BookTok has turned the act of reading into a public spectacle, encouraging users to share videos of themselves reading, sharing their latest book hauls and even zooming in on strangers’ book covers in public — this is considered to be fundamentally reading for clout, because if you were just reading for yourself, you’d read on your phone or Kindle where no one can see what you’re reading.

The TikTok algorithm rewards content that aligns with consumerist and materialistic expressions of identity.

While BookTok has played a crucial role in revitalising book sales and rekindling interest in reading, it has also ushered in a paradigm where the pursuit of aesthetics and trendiness can overshadow the intrinsic value of literature. The quest for an ideal aesthetic, from book choices to broader lifestyle elements, fosters a culture of overconsumption, undermining the genuine exploration of ideas and the development of critical thinking skills that reading inherently offers.
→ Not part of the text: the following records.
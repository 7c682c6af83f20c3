//! Terminal presentation adapter.
//!
//! Reads one command per line, turns it into a [`SessionEvent`], executes the
//! returned [`SessionAction`]s by rendering text, and translates rejections
//! into user messages. Everything goes through `BufRead`/`Write` so the
//! console can be driven from buffers in tests.

use std::io::{BufRead, Write};

use sorteo_core::{
    DrawRejection, Environment, LogLevel, RejectionReason, Session, SessionAction, SessionError,
    SessionEvent,
};

use crate::error::CliError;

const HELP: &str = "\
Commands:
  add <name>   add a name (any other line is added as a name too)
  draw         draw a name that has not been drawn yet
  list         show the roster
  status       show how many names are left
  reset        clear the roster and start over
  help         show this message
  quit         leave";

/// A parsed input line.
#[derive(Debug, Clone, PartialEq, Eq)]
pub enum Command {
    /// Add a name.
    Admit(String),
    /// Draw a name.
    Draw,
    /// Show the roster.
    List,
    /// Show draw progress.
    Status,
    /// Start over.
    Reset,
    /// Show help.
    Help,
    /// Leave the prompt.
    Quit,
}

impl Command {
    /// Parse one input line.
    ///
    /// Command words are lowercase and exact; anything else is a name, so a
    /// friend literally called "draw" is added with `add draw`.
    pub fn parse(line: &str) -> Self {
        let line = line.trim_end_matches(['\r', '\n']);
        match line.trim() {
            "draw" => Self::Draw,
            "list" => Self::List,
            "status" => Self::Status,
            "reset" => Self::Reset,
            "help" | "?" => Self::Help,
            "quit" | "exit" => Self::Quit,
            "add" => Self::Admit(String::new()),
            trimmed => match trimmed.split_once(char::is_whitespace) {
                Some(("add", name)) => Self::Admit(name.to_owned()),
                _ => Self::Admit(line.to_owned()),
            },
        }
    }
}

/// Whether the prompt loop keeps going.
#[derive(Debug, Clone, Copy, PartialEq, Eq)]
pub enum Flow {
    /// Read the next line.
    Continue,
    /// Stop reading.
    Quit,
}

/// Interactive front end over one [`Session`].
pub struct Console<E: Environment, W: Write> {
    /// The game being played.
    session: Session<E>,
    /// Where rendered text goes.
    out: W,
    /// Whether to print a `> ` prompt before each line.
    prompt: bool,
}

impl<E: Environment, W: Write> Console<E, W> {
    /// Create a console writing to `out`, without prompts.
    pub fn new(session: Session<E>, out: W) -> Self {
        Self { session, out, prompt: false }
    }

    /// Create a console that prompts before each line, for terminals.
    pub fn interactive(session: Session<E>, out: W) -> Self {
        Self { session, out, prompt: true }
    }

    /// The session behind the console.
    pub fn session(&self) -> &Session<E> {
        &self.session
    }

    /// Everything written so far goes here.
    pub fn writer(&self) -> &W {
        &self.out
    }

    /// Read commands until end of input or `quit`.
    ///
    /// Lines that are not valid UTF-8 are decoded lossily; the replacement
    /// character then fails name admission like any other invalid input.
    pub fn run<R: BufRead>(&mut self, mut input: R) -> Result<(), CliError> {
        writeln!(self.out, "Add names, then draw. Type `help` for commands.")?;
        self.write_prompt()?;

        let mut buf = Vec::new();
        loop {
            buf.clear();
            if input.read_until(b'\n', &mut buf)? == 0 {
                break;
            }

            let line = String::from_utf8_lossy(&buf);
            if self.execute(Command::parse(&line))? == Flow::Quit {
                break;
            }
            self.write_prompt()?;
        }

        Ok(())
    }

    /// Execute a single command.
    ///
    /// # Errors
    ///
    /// Returns `CliError` on I/O failure or when the session reports a
    /// contract violation. User rejections are rendered, not returned.
    pub fn execute(&mut self, command: Command) -> Result<Flow, CliError> {
        let event = match command {
            Command::Admit(raw) => SessionEvent::AdmitName { raw },
            Command::Draw => SessionEvent::Draw,
            Command::Reset => SessionEvent::Reset,
            Command::List => {
                self.render_roster()?;
                return Ok(Flow::Continue);
            },
            Command::Status => {
                self.render_status()?;
                return Ok(Flow::Continue);
            },
            Command::Help => {
                writeln!(self.out, "{HELP}")?;
                return Ok(Flow::Continue);
            },
            Command::Quit => return Ok(Flow::Quit),
        };

        match self.session.handle(event) {
            Ok(actions) => self.execute_actions(actions)?,
            Err(e) if e.is_user_error() => writeln!(self.out, "{}", rejection_message(&e))?,
            Err(e) => {
                tracing::error!("session contract violation: {}", e);
                return Err(e.into());
            },
        }

        Ok(Flow::Continue)
    }

    fn execute_actions(&mut self, actions: Vec<SessionAction>) -> Result<(), CliError> {
        for action in actions {
            match action {
                SessionAction::NameAdmitted { name, .. } => {
                    writeln!(self.out, "Added {name}.")?;
                    self.render_roster()?;
                },
                SessionAction::WinnerDrawn { name, remaining, .. } => {
                    writeln!(self.out, "Your secret friend is: {name}")?;
                    self.render_roster()?;
                    if remaining > 0 {
                        writeln!(self.out, "{remaining} left to draw.")?;
                    }
                },
                SessionAction::RosterExhausted { total } => {
                    writeln!(self.out, "All {total} names have been drawn.")?;
                },
                SessionAction::SessionReset => {
                    writeln!(self.out, "Game reset. The roster is empty.")?;
                    self.render_status()?;
                },
                SessionAction::Log { level, message } => match level {
                    LogLevel::Debug => tracing::debug!("{}", message),
                    LogLevel::Info => tracing::info!("{}", message),
                },
            }
        }

        Ok(())
    }

    /// Numbered roster; `*` marks drawn names, `>` the latest winner.
    fn render_roster(&mut self) -> Result<(), CliError> {
        let roster = self.session.roster();
        if roster.is_empty() {
            writeln!(self.out, "(no names yet)")?;
            return Ok(());
        }

        let engine = self.session.engine();
        let latest = self.session.last_winner_position();
        for (position, name) in roster.names().enumerate() {
            let marker = if latest == Some(position) {
                '>'
            } else if engine.has_drawn(position) {
                '*'
            } else {
                ' '
            };
            writeln!(self.out, "{marker} {}. {name}", position + 1)?;
        }

        let label = self.draw_label();
        writeln!(self.out, "[{label}]")?;
        Ok(())
    }

    fn render_status(&mut self) -> Result<(), CliError> {
        let total = self.session.roster().size();
        let drawn = self.session.engine().drawn_count();
        let label = self.draw_label();
        writeln!(self.out, "{drawn} of {total} drawn, {} left.", self.session.remaining())?;
        writeln!(self.out, "[{label}]")?;
        if self.session.can_reset() {
            writeln!(self.out, "Type `reset` to start over.")?;
        }
        Ok(())
    }

    /// Text of the draw control for the current state.
    fn draw_label(&self) -> &'static str {
        let drawn = self.session.engine().drawn_count();
        if drawn == 0 {
            "Draw a name"
        } else if self.session.remaining() > 0 {
            "Draw another name"
        } else {
            "Everyone has been drawn"
        }
    }

    fn write_prompt(&mut self) -> Result<(), CliError> {
        if !self.prompt {
            return Ok(());
        }
        write!(self.out, "> ")?;
        self.out.flush()?;
        Ok(())
    }
}

/// User-facing text for a rejection.
pub fn rejection_message(error: &SessionError) -> String {
    match error {
        SessionError::Rejected(RejectionReason::Empty) => "Please enter a name.".to_string(),
        SessionError::Rejected(RejectionReason::InvalidFormat) => {
            "Please enter a valid name. Use only letters and spaces.".to_string()
        },
        SessionError::Rejected(RejectionReason::Duplicate) => {
            "You already added someone with that name, try another.".to_string()
        },
        SessionError::Draw(DrawRejection::EmptyRoster) => "Please add a name first.".to_string(),
        SessionError::Draw(DrawRejection::Exhausted) => {
            "Everyone has already been drawn. Type `reset` to start over.".to_string()
        },
        SessionError::RosterFull { limit } => {
            format!("The roster is full ({limit} names).")
        },
        other => other.to_string(),
    }
}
The impact of BookTok extends beyond the digital realm and into physical spaces, notably bookstores. The platform’s emphasis on aesthetics and archetypes has prompted bookstores to adapt their displays to cater to the platform’s considerable audience. It’s now normal to see a display with a poster reading #BOOKTOK and a selection of BookTok darling books right beneath.

As a side note, Barnes and Noble’s “Gaslight, Gatekeep, Girlboss” display is one of the worst of the bunch. As Leigh Stein said, “This whole concept is like something a Gen Z hourly worker came up with and then a Boomer store manager brought to life.”

This convergence of digital and physical spaces highlights the far-reaching influence of this “TikTok gaze” on shaping cultural tastes and influencing the commercial landscape. While street style and music preferences have long been the subjects of public attention, BookTok has now also transformed reading into a communal experience, where individuals are evaluated not only on the content they consume (or pretend to consume) but also on how well they embody the archetype associated with their chosen reading material.

While the platform has successfully revitalised interest in reading and literature, which is wonderful, it has also raised important questions about the balance between aesthetics and substance, individuality and conformity. As technology continues to shape our cultural experiences, understanding and critically examining the impact of platforms on literature and identity will be ever more important.